Zusammenfassung der Entscheidung:
a) Wer will was von wem woraus? - Beteiligte: Parteien eines Handelsmaklervertrags (keine konkreten Namen genannt). - Streitgegenstand: Bestimmung der anwendbaren Rechtsordnung, da keine ausdrückliche Vereinbarung vorliegt. - Rechtsgrundlage: Ergänzung zur vorherigen BGH-Rechtsprechung (BGH, 16.03.1970, Z 53, 332).
b) Entscheidung des Gerichts: Der BGH bestätigt, dass bei Fehlen einer Rechtswahlklausel die anwendbare Rechtsordnung für Handelsmaklerverträge anhand des Schwerpunkts des Vertragsverhältnisses zu ermitteln ist. Dieser Schwerpunkt ist aus den konkreten Umständen des Einzelfalls abzuleiten.

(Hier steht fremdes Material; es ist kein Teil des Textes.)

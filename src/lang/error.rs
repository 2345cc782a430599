use crate::mach::Address;
use std::rc::Rc;

#[derive(Clone, PartialEq)]
pub struct Error {
    code: u16,
    address: Option<Address>,
    message: Rc<str>,
}

#[doc(hidden)]
#[macro_export]
macro_rules! error {
    ($err:ident) => {
        $crate::lang::Error::new($crate::lang::ErrorCode::$err)
    };
    ($err:ident, $addr:expr) => {
        $crate::lang::Error::new($crate::lang::ErrorCode::$err).at($addr)
    };
    ($err:ident; $msg:expr) => {
        $crate::lang::Error::new($crate::lang::ErrorCode::$err).message($msg)
    };
    ($err:ident, $addr:expr; $msg:expr) => {
        $crate::lang::Error::new($crate::lang::ErrorCode::$err)
            .at($addr)
            .message($msg)
    };
}

impl Error {
    pub fn new(code: ErrorCode) -> Error {
        Error {
            code: code as u16,
            address: None,
            message: "".into(),
        }
    }

    pub fn is(&self, code: ErrorCode) -> bool {
        self.code == code as u16
    }

    pub fn address(&self) -> Option<Address> {
        self.address
    }

    pub fn at(&self, address: Address) -> Error {
        debug_assert!(self.address.is_none());
        Error {
            code: self.code,
            address: Some(address),
            message: self.message.clone(),
        }
    }

    /// Addresses only the errors that don't already know where they happened.
    pub fn at_if_unknown(self, address: Address) -> Error {
        if self.address.is_some() {
            self
        } else {
            self.at(address)
        }
    }

    pub fn message(&self, message: &str) -> Error {
        debug_assert_eq!(self.message.len(), 0);
        Error {
            code: self.code,
            address: self.address,
            message: message.into(),
        }
    }
}

pub enum ErrorCode {
    BracketMismatch = 1,
    UnsupportedEscape = 2,
    StackUnderflow = 3,
    OutOfMemory = 4,
    SourceLoad = 5,
    Break = 6,
    InternalError = 51,
}

impl std::error::Error for Error {}

impl std::fmt::Debug for Error {
    fn fmt(&self, f: &mut std::fmt::Formatter<'_>) -> std::fmt::Result {
        write!(f, "Error {{ {} }}", self.to_string())
    }
}

impl std::fmt::Display for Error {
    fn fmt(&self, f: &mut std::fmt::Formatter) -> std::fmt::Result {
        let code_str = match self.code {
            1 => "BRACKET MISMATCH",
            2 => "UNSUPPORTED ESCAPE",
            3 => "STACK UNDERFLOW",
            4 => "OUT OF MEMORY",
            5 => "CANNOT LOAD SOURCE",
            6 => "BREAK",
            51 => "INTERNAL ERROR",
            _ => "",
        };
        let mut suffix = String::new();
        if let Some(address) = self.address {
            suffix.push_str(&format!(" AT {}", address));
        }
        if !self.message.is_empty() {
            suffix.push_str(&format!("; {}", self.message));
        }
        if code_str.is_empty() {
            write!(f, "PROGRAM ERROR {}{}", self.code, suffix)
        } else {
            write!(f, "{}{}", code_str, suffix)
        }
    }
}

#[cfg(test)]
mod tests {
    use super::*;

    #[test]
    fn test_display() {
        assert_eq!(error!(StackUnderflow).to_string(), "STACK UNDERFLOW");
        assert_eq!(
            error!(BracketMismatch, -7; "unexpected ']' in '()' block").to_string(),
            "BRACKET MISMATCH AT -7; unexpected ']' in '()' block"
        );
    }

    #[test]
    fn test_at_if_unknown_keeps_first_address() {
        let e = error!(OutOfMemory, 3).at_if_unknown(9);
        assert_eq!(e.address(), Some(3));
        let e = error!(OutOfMemory).at_if_unknown(9);
        assert_eq!(e.address(), Some(9));
        assert!(e.is(ErrorCode::OutOfMemory));
    }
}
#![allow(dead_code)]
use forwhile::mach::{Event, Runtime};

pub fn exec(runtime: &mut Runtime) -> String {
    exec_n(runtime, 100_000)
}

pub fn exec_n(runtime: &mut Runtime, cycles: usize) -> String {
    let mut s = String::new();
    let mut prev_running = false;
    loop {
        let event = runtime.execute(cycles);
        match &event {
            Event::Stopped => {
                break;
            }
            Event::Error(error) => {
                s.push_str(&format!("?{}\n", error));
            }
            Event::Running => {
                if prev_running {
                    s.push_str(&format!("\n{} Execution cycles exceeded.\n", cycles));
                    break;
                }
            }
            Event::Print(bytes) => {
                s.push_str(&String::from_utf8_lossy(bytes));
            }
            Event::Input => {
                s.push_str("<EOF>");
                runtime.close_input();
            }
        }
        prev_running = event == Event::Running;
    }
    s
}

/// Runs `text` and returns what is left on the stack, bottom first.
pub fn values(text: &str) -> Vec<i64> {
    let mut r = Runtime::default();
    r.enter(text);
    assert_eq!(exec(&mut r), "", "program {:?}", text);
    r.values()
}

c) Begründung des Gerichts: - Der BGH stützt sich auf seine bisherige Rechtsprechung (vgl. BGH, 16.03.1970) und präzisiert diese. - Die Bestimmung des Schwerpunkts erfordert eine individuelle Betrachtung der Vertragsumstände (z. B. Ort der Vertragserfüllung, Sitz der Parteien, Gegenstand des Maklerauftrags). - Eine starre Regel (z. B. automatische Anwendung des Rechts am Sitz des Maklers) wird abgelehnt; stattdessen ist eine flexible Einzelfallprüfung maßgeblich.
Hinweis: Die Entscheidung betont die Notwendigkeit einer differenzierten Herangehensweise bei der Bestimmung des anwendbaren Rechts in internationalen oder grenzüberschreitenden Handelsmaklerverträgen.